Almost 300 million extortion scam emails were blocked by Symantec in the first five months of 2019. The number is revealed in Symantec's Threat Intelligence blog.
An email arrives in your inbox, with one of your old passwords in the Subject line. Your curiosity is piqued, and you click into the message, only to discover that someone has allegedly hacked your webcam and recorded you engaged in some intimate acts, and they are now threatening to send this recording to everyone in your contact list. However, if you send the anonymous blackmailer a few hundred dollars in bitcoins they promise that no one will see the embarrassing footage.
Most of these sextortion-style scams follow largely the same pattern, with variations in the messages such as using attachments or obfuscated characters, etc., applied in an attempt by attackers to evade email protection technologies.

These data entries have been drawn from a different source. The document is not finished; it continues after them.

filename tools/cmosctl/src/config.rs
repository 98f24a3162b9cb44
//! Configuration file loading.
//!
//! The file has a `[driver]` table in the shape of [`CmosConfig`] and an
//! optional `[chip]` table with register values to preload into the
//! simulated chip:
//!
//! ```toml
//! [driver]
//! name = "cmos"
//! mode = "indexed"
//!
//! [[driver.banks]]
//! index_port = 0x70
//! data_port = 0x71
//! size = 128
//!
//! [[chip.preset]]
//! bank = 0
//! reg = 0x10
//! value = 0x42
//! ```

use std::path::Path;

use anyhow::{Context, Result, bail};
use cmos_driver::CmosConfig;
use serde::Deserialize;

/// One register value written into the chip before the driver loads.
#[derive(Debug, Clone, Copy, Deserialize)]
#[serde(deny_unknown_fields)]
pub struct Preset {
    /// Bank index.
    pub bank: u32,
    /// Register within the bank.
    pub reg: u8,
    /// Value to store.
    pub value: u8,
}

/// Simulated chip contents.
#[derive(Debug, Clone, Default, Deserialize)]
#[serde(deny_unknown_fields)]
pub struct ChipConfig {
    /// Registers to preload.
    #[serde(default)]
    pub preset: Vec<Preset>,
}

/// Everything `cmosctl` reads from its configuration file.
#[derive(Debug, Clone, Default, Deserialize)]
#[serde(deny_unknown_fields)]
pub struct Config {
    /// Driver configuration.
    #[serde(default)]
    pub driver: CmosConfig,
    /// Simulated chip contents.
    #[serde(default)]
    pub chip: ChipConfig,
}

impl Config {
    /// Loads `path`, or the default PC layout if no file was given.
    pub fn load(path: Option<&Path>) -> Result<Self> {
        let Some(path) = path else {
            return Ok(Self::default());
        };
        let content = std::fs::read_to_string(path)
            .with_context(|| format!("Failed to read {}", path.display()))?;
        Self::parse(&content)
            .with_context(|| format!("Invalid configuration in {}", path.display()))
    }

    /// Parses and validates a configuration file's contents.
    pub fn parse(content: &str) -> Result<Self> {
        let config: Self = toml::from_str(content).context("Failed to parse TOML")?;
        config.driver.validate()?;
        for preset in &config.chip.preset {
            if preset.bank >= config.driver.bank_count() {
                bail!(
                    "preset for bank {} but only {} banks configured",
                    preset.bank,
                    config.driver.bank_count()
                );
            }
        }
        Ok(config)
    }
}
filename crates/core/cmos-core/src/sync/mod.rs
//! Synchronization primitives.

mod spinlock;

pub use spinlock::{SpinLock, SpinLockGuard};
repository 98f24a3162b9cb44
//! Core types shared by the CMOS bank driver crates.
//!
//! This crate holds the host-testable pieces that every other crate in the
//! workspace builds on: device-number and handle newtypes, the spin lock
//! used to guard per-bank state, and the leveled kernel log facility.
//!
//! Nothing here touches hardware, so everything can be exercised with
//! `cargo test` on the host.

#![cfg_attr(not(test), no_std)]
#![warn(missing_docs)]

pub mod id;
pub mod log;
pub mod sync;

For example, some spam filters might work by blocking emails with Bitcoin addresses in the body—hence why attackers may have then turned to using PDF attachments or obfuscated text to try to bypass the spam filter.
The majority of emails also contain a password or partial phone number previously (or perhaps still) associated with the email address the email is sent to. This is included to make it appear the attacker has access to private information about the recipient—when in fact they almost certainly obtained it from one of the many large password dumps of recent years.

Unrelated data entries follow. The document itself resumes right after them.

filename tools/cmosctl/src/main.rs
//! Host-side control tool for the CMOS bank driver.
//!
//! Loads the driver into a simulated kernel and chip, then operates on the
//! published nodes the way a user process would.
//!
//! Usage:
//!   cmosctl check                           - Validate the configuration and print the banks
//!   cmosctl nodes                           - Load the driver and list its device nodes
//!   cmosctl dump --bank N                   - Hex dump a whole bank
//!   cmosctl read --bank N --offset O --count C
//!   cmosctl write --bank N --offset O BYTES...
//!   cmosctl fault --step STEP [--nth K]     - Fail a registration step and show the rollback

mod config;
mod host;

use std::path::PathBuf;

use anyhow::{Context, Result, bail};
use clap::{Parser, Subcommand};
use cmos_driver::config::TransferMode;
use cmos_driver_api::{OpenFlags, SEEK_SET};
use cmos_sim::{FaultPlan, SimStep};

use crate::config::Config;
use crate::host::Host;

/// Bytes per hex dump line.
const DUMP_WIDTH: usize = 16;

#[derive(Parser)]
#[command(name = "cmosctl")]
#[command(about = "Load the CMOS bank driver into a simulated host and use its nodes")]
struct Cli {
    /// Configuration file (default: two 128-register banks at 0x70 and 0x72)
    #[arg(short, long, global = true)]
    config: Option<PathBuf>,

    /// Show driver log output (repeat for more detail)
    #[arg(short, long, global = true, action = clap::ArgAction::Count)]
    verbose: u8,

    #[command(subcommand)]
    command: Commands,
}

#[derive(Subcommand)]
enum Commands {
    /// Validate the configuration and print the bank table
    Check,

    /// Load the driver and list the device nodes it publishes
    Nodes,

    /// Hex dump every register of a bank
    Dump {
        /// Bank index
        #[arg(short, long)]
        bank: u32,
    },

    /// Read registers from a bank
    Read {
        /// Bank index
        #[arg(short, long)]
        bank: u32,

        /// First register (decimal or 0x-prefixed hex)
        #[arg(short, long, default_value = "0", value_parser = parse_number)]
        offset: u64,

        /// Number of registers
        #[arg(short = 'n', long, default_value = "1", value_parser = parse_number)]
        count: u64,
    },

    /// Write registers to a bank and read them back
    Write {
        /// Bank index
        #[arg(short, long)]
        bank: u32,

        /// First register (decimal or 0x-prefixed hex)
        #[arg(short, long, default_value = "0", value_parser = parse_number)]
        offset: u64,

        /// Bytes to write (decimal or 0x-prefixed hex)
        #[arg(required = true, value_parser = parse_byte)]
        bytes: Vec<u8>,
    },

    /// Fail one registration step and show that everything was released
    Fault {
        /// Step to fail: alloc-region, class-create, charge-memory,
        /// request-region, cdev-add or device-create
        #[arg(short, long)]
        step: SimStep,

        /// Fail the K-th call of that step (1-based)
        #[arg(long, default_value_t = 1)]
        nth: u32,
    },
}

fn parse_number(s: &str) -> Result<u64, String> {
    let parsed = match s.strip_prefix("0x").or_else(|| s.strip_prefix("0X")) {
        Some(hex) => u64::from_str_radix(hex, 16),
        None => s.parse(),
    };
    parsed.map_err(|e| format!("invalid number `{s}`: {e}"))
}

fn parse_byte(s: &str) -> Result<u8, String> {
    let value = parse_number(s)?;
    u8::try_from(value).map_err(|_| format!("`{s}` does not fit in a byte"))
}

fn to_offset(offset: u64) -> Result<i64> {
    i64::try_from(offset).context("offset out of range")
}

/// Reads up to `count` registers of `bank` starting at `offset`.
///
/// The buffer never exceeds the bank, whatever `count` asks for.
fn read_registers(host: &Host, bank: u32, offset: u64, count: u64) -> Result<Vec<u8>> {
    let mut file = host.open(bank, OpenFlags::READ)?;
    let size = host.driver.bank(bank).map_or(0, |desc| desc.size());
    let len = usize::try_from(count.min(u64::from(size))).context("count out of range")?;

    file.seek(to_offset(offset)?, SEEK_SET)?;
    let mut buf = vec![0u8; len];
    let n = file.read(&mut buf)?;
    buf.truncate(n);
    Ok(buf)
}

fn main() -> Result<()> {
    let cli = Cli::parse();
    host::init_logging(cli.verbose);
    let config = Config::load(cli.config.as_deref())?;

    match cli.command {
        Commands::Check => {
            let driver = &config.driver;
            let mode = match driver.mode {
                TransferMode::Indexed => "indexed",
                TransferMode::Placeholder => "placeholder",
            };
            println!("name: {}  mode: {mode}  banks: {}", driver.name, driver.bank_count());
            println!("{:<10} {:>6} {:>6} {:>5}", "node", "index", "data", "size");
            for (i, bank) in driver.banks.iter().enumerate() {
                println!(
                    "{:<10} {:#06x} {:#06x} {:>5}",
                    format!("{}{i}", driver.name),
                    bank.index_port,
                    bank.data_port,
                    bank.size
                );
            }
        }

        Commands::Nodes => {
            let host = Host::load(&config)?;
            for bank in host.driver.banks() {
                let dev = host
                    .kernel
                    .node_dev(bank.name())
                    .context("published node vanished")?;
                println!("/dev/{:<8} {dev:>8}  ports {}", bank.name(), bank.ports());
            }
        }

        Commands::Dump { bank } => {
            let host = Host::load(&config)?;
            let mut file = host.open(bank, OpenFlags::READ)?;
            let data = file.read_to_end()?;
            print_hex(0, &data);
        }

        Commands::Read {
            bank,
            offset,
            count,
        } => {
            let host = Host::load(&config)?;
            let data = read_registers(&host, bank, offset, count)?;
            print_hex(offset, &data);
        }

        Commands::Write {
            bank,
            offset,
            bytes,
        } => {
            let host = Host::load(&config)?;
            let mut file = host.open(bank, OpenFlags::READ_WRITE)?;
            file.seek(to_offset(offset)?, SEEK_SET)?;
            let written = file.write(&bytes)?;
            if written < bytes.len() {
                eprintln!("short write: {written} of {} bytes", bytes.len());
            }

            file.seek(to_offset(offset)?, SEEK_SET)?;
            let mut back = vec![0u8; written];
            let n = file.read(&mut back)?;
            print_hex(offset, &back[..n]);
        }

        Commands::Fault { step, nth } => {
            let mut host = Host::new(&config);
            host.kernel.inject(FaultPlan::new(step).nth(nth));

            println!("before: {}", host.kernel.census());
            match host.driver.initialize() {
                Ok(()) => println!("{step} call {nth} never happened; driver loaded"),
                Err(err) => println!("initialize failed ({}): {err}", err.errno()),
            }
            println!("after:  {}", host.kernel.census());

            host.driver.teardown();
            let violations = host.kernel.violations();
            for violation in &violations {
                eprintln!("violation: {violation}");
            }
            if !host.kernel.census().is_empty() || !violations.is_empty() {
                bail!("resources leaked after teardown: {}", host.kernel.census());
            }
        }
    }

    Ok(())
}

fn print_hex(start: u64, data: &[u8]) {
    for (line, chunk) in (0u64..).zip(data.chunks(DUMP_WIDTH)) {
        let hex: Vec<String> = chunk.iter().map(|b| format!("{b:02x}")).collect();
        let ascii: String = chunk
            .iter()
            .map(|&b| if b.is_ascii_graphic() { char::from(b) } else { '.' })
            .collect();
        println!(
            "{:04x}  {:<width$}  {ascii}",
            start + line * DUMP_WIDTH as u64,
            hex.join(" "),
            width = DUMP_WIDTH * 3 - 1
        );
    }
}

As these email extortion scams are typical cyber crime activity, it is not clear exactly who is behind these attacks, but Symantec believes that a minimum of two cyber crime groups are engaged in this kind of activity, though there are potentially also many others. The barriers to entry for criminals are quite low for these scams—they do not necessarily require a huge degree of technical knowledge, and criminals only need a small percentage of them to be successful to make a profit.
When it comes to the success of these scams, Symantec looked at the 5,000 most-seen Bitcoin addresses in May, seeing that 63 of those wallets received bitcoins in 243 transactions. In total, the wallets received 12.8 bitcoins in that period—at the end of May one bitcoin was worth approximately US$8,300, meaning these wallets received a total of approximately US$106,240. Taking that as an average amount to make in a 30-day period for these kinds of scams, it means they are making just over US$1.2 million in a year ($1,292,586). For the amount of effort and skill that is required to carry out these scams, it represents a pretty good return on investment.
Almost all these wallets had been cleared out when we examined them at the end of May—it appears the criminals involved are not leaving any funds in these wallets for too long.
These scams are still being actively sent, so consumers should be aware of these scams and the steps they can take to avoid falling victim to them.